Record set:

#[cfg(test)]
mod tests {
    use super::*;
    use crate::testing::{fixtures, MockSource};
    use async_trait::async_trait;
    use std::time::{Duration, Instant};

    fn config(grace_ms: u64) -> AggregatorConfig {
        AggregatorConfig {
            grace_period: Duration::from_millis(grace_ms),
            retries: 1,
        }
    }

    fn arc(source: &Arc<MockSource>) -> Arc<dyn Source> {
        Arc::clone(source) as Arc<dyn Source>
    }

    struct PanickingSource;

    #[async_trait]
    impl Source for PanickingSource {
        fn name(&self) -> &str {
            "panicky"
        }

        async fn check(&self, _imdb_id: &str) -> CheckOutcome {
            panic!("source blew up");
        }
    }

    #[tokio::test]
    async fn test_merges_and_dedups() {
        let a = Arc::new(MockSource::new("a").with_results(vec![
            fixtures::torrent_result("A1", "720p", "AAAA"),
            fixtures::torrent_result("Shared", "1080p", "CCCC"),
        ]));
        let b = Arc::new(MockSource::new("b").with_results(vec![
            fixtures::torrent_result("Shared too", "1080p", "CCCC"),
            fixtures::torrent_result("B1", "2160p", "BBBB"),
        ]));
        let aggregator = Aggregator::new(vec![arc(&a), arc(&b)], None, config(100));

        let results = aggregator.find_results("tt1").await.unwrap();
        let mut hashes: Vec<_> = results.iter().map(|r| r.info_hash.as_str()).collect();
        hashes.sort();
        assert_eq!(hashes, vec!["AAAA", "BBBB", "CCCC"]);
    }

    #[tokio::test]
    async fn test_single_non_empty_source_is_unchanged() {
        // Duplicates within one source are left alone.
        let list = vec![
            fixtures::torrent_result("Z", "720p", "ZZZZ"),
            fixtures::torrent_result("A", "1080p", "AAAA"),
            fixtures::torrent_result("Z again", "2160p", "ZZZZ"),
        ];
        let full = Arc::new(MockSource::new("full").with_results(list.clone()));
        let empty = Arc::new(MockSource::new("empty"));
        let failing = Arc::new(MockSource::new("failing").with_error(SourceError::Timeout));
        let slow_empty = Arc::new(MockSource::new("slow"));

        let aggregator = Aggregator::new(
            vec![arc(&empty), arc(&full), arc(&failing)],
            Some(arc(&slow_empty)),
            config(500),
        );

        assert_eq!(aggregator.find_results("tt1").await.unwrap(), list);
    }

    #[tokio::test]
    async fn test_all_sources_failed_lists_every_source() {
        let a = Arc::new(MockSource::new("a").with_error(SourceError::Timeout));
        let b = Arc::new(MockSource::new("b").with_error(SourceError::Parse("bad json".into())));
        let slow = Arc::new(MockSource::new("slow").with_error(SourceError::BadStatus {
            url: "http://x".into(),
            status: 429,
        }));
        let aggregator = Aggregator::new(vec![arc(&a), arc(&b)], Some(arc(&slow)), config(500));

        let err = aggregator.find_results("tt1").await.unwrap_err();
        let AggregateError::AllSourcesFailed(failures) = &err else {
            panic!("expected AllSourcesFailed, got {:?}", err);
        };
        assert_eq!(failures.len(), 3);

        let message = err.to_string();
        assert!(message.starts_with("Couldn't find torrents on any source: "));
        assert_eq!(message.matches("; ").count(), 2);
        for segment in ["a: Request timeout", "b: Couldn't parse response: bad json", "slow: Bad GET"] {
            assert!(message.contains(segment), "missing {:?} in {}", segment, message);
        }
    }

    #[tokio::test]
    async fn test_partial_failure_returns_results() {
        let ok = Arc::new(
            MockSource::new("ok").with_results(vec![fixtures::torrent_result("A", "720p", "AAAA")]),
        );
        let broken = Arc::new(MockSource::new("broken").with_error(SourceError::Timeout));
        let aggregator = Aggregator::new(vec![arc(&ok), arc(&broken)], None, config(100));

        assert_eq!(aggregator.find_results("tt1").await.unwrap().len(), 1);
    }

    #[tokio::test]
    async fn test_empty_everywhere_is_ok() {
        let a = Arc::new(MockSource::new("a"));
        let b = Arc::new(MockSource::new("b"));
        let aggregator = Aggregator::new(vec![arc(&a)], Some(arc(&b)), config(500));

        assert!(aggregator.find_results("tt1").await.unwrap().is_empty());
    }

    #[tokio::test]
    async fn test_slow_source_within_grace_is_included() {
        let fast = Arc::new(
            MockSource::new("fast").with_results(vec![fixtures::torrent_result("F", "720p", "FFFF")]),
        );
        let slow = Arc::new(
            MockSource::new("slow")
                .with_results(vec![fixtures::torrent_result("S", "1080p", "SSSS")])
                .with_delay(Duration::from_millis(50)),
        );
        let aggregator = Aggregator::new(vec![arc(&fast)], Some(arc(&slow)), config(2000));

        let results = aggregator.find_results("tt1").await.unwrap();
        assert_eq!(results.len(), 2);
        // Slow results come after every fast result.
        assert_eq!(results[0].info_hash, "FFFF");
        assert_eq!(results[1].info_hash, "SSSS");
    }

    #[tokio::test]
    async fn test_slow_source_over_grace_runs_in_background() {
        let cache = Arc::new(ResultCache::new(1024 * 1024));
        let fast = Arc::new(
            MockSource::new("fast")
                .with_results(vec![fixtures::torrent_result("F", "720p", "FFFF")])
                .with_delay(Duration::from_millis(50)),
        );
        let slow = Arc::new(
            MockSource::new("slow")
                .with_results(vec![fixtures::torrent_result("S", "1080p", "SSSS")])
                .with_delay(Duration::from_millis(600))
                .with_cache(Arc::clone(&cache), Duration::from_secs(60)),
        );
        let aggregator = Aggregator::new(vec![arc(&fast)], Some(arc(&slow)), config(100));

        let start = Instant::now();
        let results = aggregator.find_results("tt1").await.unwrap();
        let elapsed = start.elapsed();

        assert_eq!(results.len(), 1);
        assert_eq!(results[0].info_hash, "FFFF");
        assert!(elapsed >= Duration::from_millis(150), "returned after {:?}", elapsed);
        assert!(elapsed < Duration::from_millis(500), "returned after {:?}", elapsed);

        // The detached check finishes and fills the cache.
        let deadline = Instant::now() + Duration::from_secs(5);
        while slow.completed_count() == 0 && Instant::now() < deadline {
            tokio::time::sleep(Duration::from_millis(20)).await;
        }
        assert_eq!(slow.completed_count(), 1);
        assert!(cache.contains(b"tt1-slow"));

        // The next call is served from that cache entry within the grace period.
        let results = aggregator.find_results("tt1").await.unwrap();
        let hashes: Vec<_> = results.iter().map(|r| r.info_hash.as_str()).collect();
        assert_eq!(hashes, vec!["FFFF", "SSSS"]);
    }

    #[tokio::test]
    async fn test_only_slow_source_timing_out_is_pending() {
        let slow = Arc::new(MockSource::new("slow").with_delay(Duration::from_millis(500)));
        let aggregator = Aggregator::new(vec![], Some(arc(&slow)), config(50));

        assert_eq!(
            aggregator.find_results("tt1").await,
            Err(AggregateError::Pending {
                source_name: "slow".to_string()
            })
        );
    }

    #[tokio::test]
    async fn test_fast_failures_with_slow_timing_out_fail() {
        let fast = Arc::new(MockSource::new("fast").with_error(SourceError::Timeout));
        let slow = Arc::new(MockSource::new("slow").with_delay(Duration::from_millis(500)));
        let aggregator = Aggregator::new(vec![arc(&fast)], Some(arc(&slow)), config(50));

        let err = aggregator.find_results("tt1").await.unwrap_err();
        assert!(matches!(err, AggregateError::AllSourcesFailed(ref f) if f.len() == 1));
    }

    #[tokio::test]
    async fn test_retries_only_for_retry_capable_sources() {
        let retrying = Arc::new(MockSource::new("retrying").with_retries());
        let plain = Arc::new(MockSource::new("plain"));
        let aggregator = Aggregator::new(
            vec![arc(&retrying), arc(&plain)],
            None,
            AggregatorConfig {
                grace_period: Duration::from_millis(100),
                retries: 2,
            },
        );

        aggregator.find_results("tt1").await.unwrap();

        assert_eq!(retrying.recorded_checks().await[0].attempts, 3);
        assert_eq!(plain.recorded_checks().await[0].attempts, 1);
    }

    #[tokio::test]
    async fn test_panicking_source_counts_as_failure() {
        let aggregator = Aggregator::new(
            vec![Arc::new(PanickingSource) as Arc<dyn Source>],
            None,
            config(100),
        );

        let err = aggregator.find_results("tt1").await.unwrap_err();
        let AggregateError::AllSourcesFailed(failures) = err else {
            panic!("expected AllSourcesFailed");
        };
        assert_eq!(failures[0].source, "panicky");
        assert!(matches!(failures[0].error, SourceError::Internal(_)));
    }

    #[tokio::test]
    async fn test_invalid_identifier_and_no_sources() {
        let a = Arc::new(MockSource::new("a"));
        let aggregator = Aggregator::new(vec![arc(&a)], None, config(100));
        assert!(matches!(
            aggregator.find_results("").await,
            Err(AggregateError::InvalidIdentifier(_))
        ));
        assert_eq!(a.check_count().await, 0);

        let empty = Aggregator::new(vec![], None, config(100));
        assert_eq!(
            empty.find_results("tt1").await,
            Err(AggregateError::NoSources)
        );
    }

    #[tokio::test]
    async fn test_sources_map() {
        let a = Arc::new(MockSource::new("a"));
        let slow = Arc::new(MockSource::new("slow"));
        let aggregator = Aggregator::new(vec![arc(&a)], Some(arc(&slow)), config(100));

        let sources = aggregator.sources();
        assert_eq!(sources.len(), 2);
        assert_eq!(sources["a"].name(), "a");
        assert_eq!(sources["slow"].name(), "slow");
    }

    #[tokio::test]
    async fn test_settle_background_waits_for_detached_check() {
        let fast = Arc::new(MockSource::new("fast"));
        let slow = Arc::new(
            MockSource::new("slow")
                .with_results(vec![fixtures::torrent_result("S", "1080p", "SSSS")])
                .with_delay(Duration::from_millis(300)),
        );
        let aggregator = Aggregator::new(vec![arc(&fast)], Some(arc(&slow)), config(50));

        aggregator.find_results("tt1").await.unwrap();
        assert_eq!(aggregator.background_count().await, 1);
        assert_eq!(slow.completed_count(), 0);

        assert_eq!(aggregator.settle_background().await, 1);
        assert_eq!(slow.completed_count(), 1);
        assert_eq!(slow.check_count().await, 1);
        assert_eq!(aggregator.background_count().await, 0);

        // Nothing left to wait for.
        assert_eq!(aggregator.settle_background().await, 0);
        assert_eq!(slow.check_count().await, 1);
    }

    #[tokio::test]
    async fn test_settle_background_without_detached_checks_queries_nothing() {
        let fast = Arc::new(MockSource::new("fast"));
        let slow = Arc::new(MockSource::new("slow").with_error(SourceError::Timeout));
        let aggregator = Aggregator::new(vec![arc(&fast)], Some(arc(&slow)), config(500));

        assert_eq!(aggregator.settle_background().await, 0);
        assert_eq!(slow.check_count().await, 0);

        // Answered within the grace period: nothing is left running.
        aggregator.find_results("tt1").await.unwrap();
        assert_eq!(aggregator.settle_background().await, 0);
        assert_eq!(slow.check_count().await, 1);
    }

    #[test]
    fn test_from_config_skips_disabled_sources() {
        let cache = Arc::new(ResultCache::new(1024 * 1024));
        let mut config = Config::default();
        config.sources.ibit.enabled = false;
        let aggregator = Aggregator::from_config(&config, cache).unwrap();

        assert_eq!(aggregator.fast.len(), 1);
        assert!(aggregator.slow.is_none());
        assert_eq!(aggregator.sources().len(), 1);
    }

    #[test]
    fn test_from_config() {
        let cache = Arc::new(ResultCache::new(1024 * 1024));
        let aggregator = Aggregator::from_config(&Config::default(), cache).unwrap();

        assert_eq!(aggregator.fast.len(), 1);
        assert_eq!(aggregator.fast[0].name(), "YTS");
        assert_eq!(aggregator.slow.as_ref().map(|s| s.name()), Some("ibit"));
        assert!(aggregator.fast[0].supports_retries());
        assert_eq!(aggregator.config().grace_period, Duration::from_secs(1));
    }
}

Assignment: Find every line in the records above that contains the word "iter", and copy each one.

Answer to this task:
        let mut hashes: Vec<_> = results.iter().map(|r| r.info_hash.as_str()).collect();
        let hashes: Vec<_> = results.iter().map(|r| r.info_hash.as_str()).collect();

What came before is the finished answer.